Tri Yann Les pailles d'or brisées

Un mois à peine que le train t'a enlevé, septembre ramène les premiers blessés.
J'ai eu ta lettre de dimanche ce matin, elle me rassure à peine mais c'est déjà bien.

Demain te porte dans une boite à souliers, fermée d'un raphia et d'un papier ciré,
des rigolettes des gauloises et mes pensées, une écharpe de laine et des Pailles d'or brisées.
Dans les Ardennes, quel temps fait-il ? On ne sent pas la guerre en ville.
Ta mère passe nous voir souvent, Mélanie va percer ses dents

Trente deux semaines que la guerre est déclarée, tu dis que la relève va bientôt arriver.
Trouve ici-même un bon de poste à deux cents sous; pardonne-moi mon Pierre, je n'ai pas beaucoup.
J'ai lu dans Le Phare hier matin que la paix n'est plus très loin.
Prends garde à toi, reste bien prudent, Mélanie marche maintenant…
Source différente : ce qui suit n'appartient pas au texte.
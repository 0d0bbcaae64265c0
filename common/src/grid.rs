//! Year calendar grid with per-day fill colours and tooltips.
//!
//! The grid runs from the start of the week containing Jan 1 to the end of
//! the week containing Dec 31, one column per week and one row per weekday.
//! Days that fall outside the target year are emitted as placeholders so the
//! presentation layer can keep the grid rectangular.

use chrono::{Datelike, NaiveDate};
use serde::Serialize;

use crate::calendar::{self, WeekStart};
use crate::format;
use crate::heat::{discrete_level, Palette, Rgb};
use crate::payload::{DailyAggregate, DayMap, Payload};

/// Which aggregates a grid shows.
#[derive(Debug, Clone, PartialEq, Eq, Serialize)]
#[serde(tag = "kind", content = "type", rename_all = "snake_case")]
pub enum GridScope {
    /// Unioned aggregates of several types (cells carry `types`).
    Combined,
    /// A single type's aggregates.
    Single(String),
}

impl GridScope {
    /// Directory-friendly name: the type id, or `all`.
    pub fn slug(&self) -> &str {
        match self {
            Self::Combined => "all",
            Self::Single(t) => t,
        }
    }
}

#[derive(Debug, Clone, PartialEq, Serialize)]
pub struct CalendarCell {
    pub date: String,
    /// Grid column.
    pub week: u32,
    /// Grid row, 0 = first day of the week.
    pub row: u32,
    /// Placeholder for a day outside the target year.
    pub outside: bool,
    pub count: u64,
    /// Discrete 0..=4 intensity, relative to the busiest day of the year.
    pub level: u8,
    #[serde(skip_serializing_if = "Option::is_none")]
    pub fill: Option<Rgb>,
    #[serde(skip_serializing_if = "Option::is_none")]
    pub tooltip: Option<String>,
}

/// Column where a month's first day lands, for header labels.
#[derive(Debug, Clone, PartialEq, Serialize)]
pub struct MonthMarker {
    pub week: u32,
    pub label: &'static str,
}

#[derive(Debug, Clone, PartialEq, Serialize)]
pub struct CalendarGrid {
    pub year: i32,
    pub scope: GridScope,
    pub week_start: WeekStart,
    pub weeks: u32,
    pub max_count: u64,
    pub weekday_labels: [&'static str; 7],
    pub months: Vec<MonthMarker>,
    pub cells: Vec<CalendarCell>,
}

impl CalendarGrid {
    pub fn in_year_cells(&self) -> impl Iterator<Item = &CalendarCell> {
        self.cells.iter().filter(|c| !c.outside)
    }

    pub fn cell(&self, date: &str) -> Option<&CalendarCell> {
        self.cells.iter().find(|c| c.date == date)
    }
}

/// Lay out one year of `days` onto a week-aligned grid.
///
/// `days` is either a single type's map or the output of
/// [`combine_by_date`](crate::aggregate::combine_by_date), matching `scope`.
/// `show_distance` is decided over the whole selection, not this year alone,
/// so every grid of one render carries the same tooltip lines.
/// Returns `None` only for years chrono cannot represent.
pub fn build_calendar(
    payload: &Payload,
    year: i32,
    scope: &GridScope,
    days: &DayMap,
    week_start: WeekStart,
    palette: &Palette,
    show_distance: bool,
) -> Option<CalendarGrid> {
    let jan1 = NaiveDate::from_ymd_opt(year, 1, 1)?;
    let dec31 = NaiveDate::from_ymd_opt(year, 12, 31)?;
    let start = calendar::week_start(jan1, week_start);
    let end = calendar::week_end(dec31, week_start);

    let max_count = days.values().map(|d| d.count).max().unwrap_or(0);
    let single_accent = match scope {
        GridScope::Single(t) => Some(payload.type_accent(t)),
        GridScope::Combined => None,
    };

    let zero = DailyAggregate::default();
    let mut months = Vec::with_capacity(12);
    let cells = calendar::days_between(start, end)
        .map(|date| {
            let week = calendar::week_index(date, start) as u32;
            let row = week_start.day_row(date);
            let key = calendar::date_key(date);

            if date.year() != year {
                return CalendarCell {
                    date: key,
                    week,
                    row,
                    outside: true,
                    count: 0,
                    level: 0,
                    fill: None,
                    tooltip: None,
                };
            }

            if date.day() == 1 {
                months.push(MonthMarker {
                    week,
                    label: calendar::month_label(date.month()),
                });
            }

            let day = days.get(&key).unwrap_or(&zero);
            let fill = match single_accent {
                Some(accent) if day.count > 0 => accent,
                Some(_) => palette.empty,
                None => combined_fill(payload, day, palette),
            };
            let tooltip = day_tooltip(payload, &key, day, scope, show_distance);

            CalendarCell {
                date: key,
                week,
                row,
                outside: false,
                count: day.count,
                level: discrete_level(day.count, max_count),
                fill: Some(fill),
                tooltip: Some(tooltip),
            }
        })
        .collect();

    Some(CalendarGrid {
        year,
        scope: scope.clone(),
        week_start,
        weeks: calendar::week_index(end, start) as u32 + 1,
        max_count,
        weekday_labels: week_start.labels(),
        months,
        cells,
    })
}

/// No contributing type → empty, one → its accent, several → the
/// multi-type colour.
fn combined_fill(payload: &Payload, day: &DailyAggregate, palette: &Palette) -> Rgb {
    let contributors = day.types.as_ref();
    match contributors.map_or(0, |t| t.len()) {
        0 => palette.empty,
        1 => contributors
            .and_then(|t| t.iter().next())
            .map_or(palette.empty, |t| payload.type_accent(t)),
        _ => palette.multi_type,
    }
}

fn day_tooltip(
    payload: &Payload,
    date: &str,
    day: &DailyAggregate,
    scope: &GridScope,
    show_distance: bool,
) -> String {
    let mut lines = vec![date.to_string(), format::activities(day.count)];

    if *scope == GridScope::Combined {
        if let Some(types) = day.types.as_ref().filter(|t| !t.is_empty()) {
            let labels: Vec<String> = payload
                .types
                .iter()
                .filter(|t| types.contains(*t))
                .map(|t| payload.type_label(t))
                .collect();
            lines.push(format!("Types: {}", labels.join(", ")));
        }
    }

    if show_distance {
        lines.push(format!(
            "Distance: {}",
            format::format_distance(day.distance, payload.units.distance)
        ));
        lines.push(format!(
            "Elevation: {}",
            format::format_elevation(day.elevation_gain, payload.units.elevation)
        ));
    }
    lines.push(format!("Duration: {}", format::format_duration(day.moving_time)));
    lines.join("\n")
}

// ─── tests ───────────────────────────────────────────────────────────────
//! Heat mapping: scalar counts to colours.
//!
//! Two variants exist. [`heat_color`] is continuous and drives the frequency
//! matrices; [`discrete_level`] buckets a calendar cell into one of the five
//! [`LEVEL_COLORS`].

use std::fmt;

use serde::{Serialize, Serializer};

/// Sub-linear gamma applied to `value / max` so that small counts stay
/// visibly distinct from zero.
pub const HEAT_GAMMA: f64 = 0.75;

/// Five-band palette for the discrete calendar variant, lightest first.
/// The SVG export paints with it.
pub const LEVEL_COLORS: [&str; 5] = ["#ebedf0", "#c6e48b", "#7bc96f", "#239a3b", "#196127"];

/// Fallback accents for types without `type_meta`, indexed by the id hash.
pub const FALLBACK_ACCENTS: [Rgb; 8] = [
    Rgb::new(0x38, 0xbd, 0xf8),
    Rgb::new(0xf9, 0x73, 0x16),
    Rgb::new(0x22, 0xc5, 0x5e),
    Rgb::new(0xe1, 0x1d, 0x48),
    Rgb::new(0xa8, 0x55, 0xf7),
    Rgb::new(0xea, 0xb3, 0x08),
    Rgb::new(0x14, 0xb8, 0xa6),
    Rgb::new(0xec, 0x48, 0x99),
];

// ─── Rgb ─────────────────────────────────────────────────────────────────────

/// An opaque 8-bit RGB colour. Serialises as `#rrggbb`.
#[derive(Debug, Clone, Copy, PartialEq, Eq, Hash)]
pub struct Rgb {
    pub r: u8,
    pub g: u8,
    pub b: u8,
}

impl Rgb {
    pub const fn new(r: u8, g: u8, b: u8) -> Self {
        Rgb { r, g, b }
    }

    /// Parse `#rgb` or `#rrggbb` (the leading `#` is optional).
    pub fn parse_hex(s: &str) -> Option<Self> {
        let hex = s.trim().trim_start_matches('#');
        if !hex.chars().all(|c| c.is_ascii_hexdigit()) {
            return None;
        }
        let channel = |range: std::ops::Range<usize>| u8::from_str_radix(&hex[range], 16).ok();
        match hex.len() {
            6 => Some(Rgb::new(channel(0..2)?, channel(2..4)?, channel(4..6)?)),
            3 => {
                let short = |i: usize| channel(i..i + 1).map(|v| v * 17);
                Some(Rgb::new(short(0)?, short(1)?, short(2)?))
            }
            _ => None,
        }
    }

    pub fn to_hex(self) -> String {
        format!("#{:02x}{:02x}{:02x}", self.r, self.g, self.b)
    }

    /// Per-channel linear interpolation from `self` (t = 0) to `other` (t = 1).
    pub fn lerp(self, other: Rgb, t: f64) -> Rgb {
        let t = t.clamp(0.0, 1.0);
        let mix = |a: u8, b: u8| (a as f64 + (b as f64 - a as f64) * t).round() as u8;
        Rgb::new(mix(self.r, other.r), mix(self.g, other.g), mix(self.b, other.b))
    }
}

impl fmt::Display for Rgb {
    fn fmt(&self, f: &mut fmt::Formatter<'_>) -> fmt::Result {
        f.write_str(&self.to_hex())
    }
}

impl Serialize for Rgb {
    fn serialize<S: Serializer>(&self, serializer: S) -> Result<S::Ok, S::Error> {
        serializer.serialize_str(&self.to_hex())
    }
}

// ─── Palette ─────────────────────────────────────────────────────────────────

/// Theme colours the engine needs to make decisions. Everything else about
/// the look of the page belongs to the presentation layer.
#[derive(Debug, Clone, Copy, PartialEq, Eq)]
pub struct Palette {
    /// No data at all (max ≤ 0, or a calendar day without activity).
    pub empty: Rgb,
    /// Data exists but this bucket is zero.
    pub zero: Rgb,
    /// Dark end of the heat ramp.
    pub dark_base: Rgb,
    /// Calendar days where more than one type contributed.
    pub multi_type: Rgb,
}

impl Default for Palette {
    fn default() -> Self {
        Palette {
            empty: Rgb::new(0x16, 0x1b, 0x22),
            zero: Rgb::new(0x16, 0x1b, 0x22),
            dark_base: Rgb::new(0x16, 0x1b, 0x22),
            multi_type: Rgb::new(0xf4, 0xf1, 0xde),
        }
    }
}

// ─── mapping ─────────────────────────────────────────────────────────────────

/// `(value / max) ^ HEAT_GAMMA`, clamped to `[0, 1]`. Zero when either side
/// is non-positive.
pub fn heat_intensity(value: f64, max: f64) -> f64 {
    if max <= 0.0 || value <= 0.0 || !value.is_finite() || !max.is_finite() {
        return 0.0;
    }
    (value / max).clamp(0.0, 1.0).powf(HEAT_GAMMA)
}

/// Continuous heat colour for matrix buckets.
pub fn heat_color(base: Rgb, value: f64, max: f64, palette: &Palette) -> Rgb {
    if max <= 0.0 {
        return palette.empty;
    }
    if value <= 0.0 {
        return palette.zero;
    }
    palette.dark_base.lerp(base, heat_intensity(value, max))
}

/// Discrete 0..=4 level for calendar cells.
pub fn discrete_level(count: u64, max_count: u64) -> u8 {
    if count == 0 || max_count == 0 {
        return 0;
    }
    if max_count == 1 {
        return 1;
    }
    let ratio = count as f64 / max_count as f64;
    ((ratio * 3.0).floor() as u64 + 1).min(4) as u8
}

/// Deterministic accent for a type id: `Σ (i + 1) · code(i)` over the id's
/// UTF-16 code units, modulo the fallback palette.
pub fn fallback_accent(type_id: &str) -> Rgb {
    let hash = type_id
        .encode_utf16()
        .enumerate()
        .fold(0u64, |acc, (i, c)| acc.wrapping_add((i as u64 + 1).wrapping_mul(u64::from(c))));
    FALLBACK_ACCENTS[(hash % FALLBACK_ACCENTS.len() as u64) as usize]
}

// ─── tests ───────────────────────────────────────────────────────────────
Mille neuf cent seize, mardi quinze février, et je suis sans nouvelles depuis le 20 janvier.
Le temps me pèse et ta mère est alitée ; ton cousin Charles-Emile est à Nantes, blessé.

Le vent t'emporte dans une boite à biscuits du savon-dentifrice et un gâteau de riz,
des cigarettes et un peu de vrai café, mes pensées, mes "je t'aime" et des Pailles d'or brisées.
Le beurrre nous manque depuis jeudi : l'usine est au ralenti.
Le fils Le Gwenn aurait déserté, on dit qu'ils l'auraient fusillé !

Mes larmes coulent dans le fond de l'encrier, mes lèvres s'arrachent sur la papier gommé.
(Trouve en ces mots ma tendresse et) mes pensées, mes baisers, mes "je t'aime" et des Pailles d'or brisées.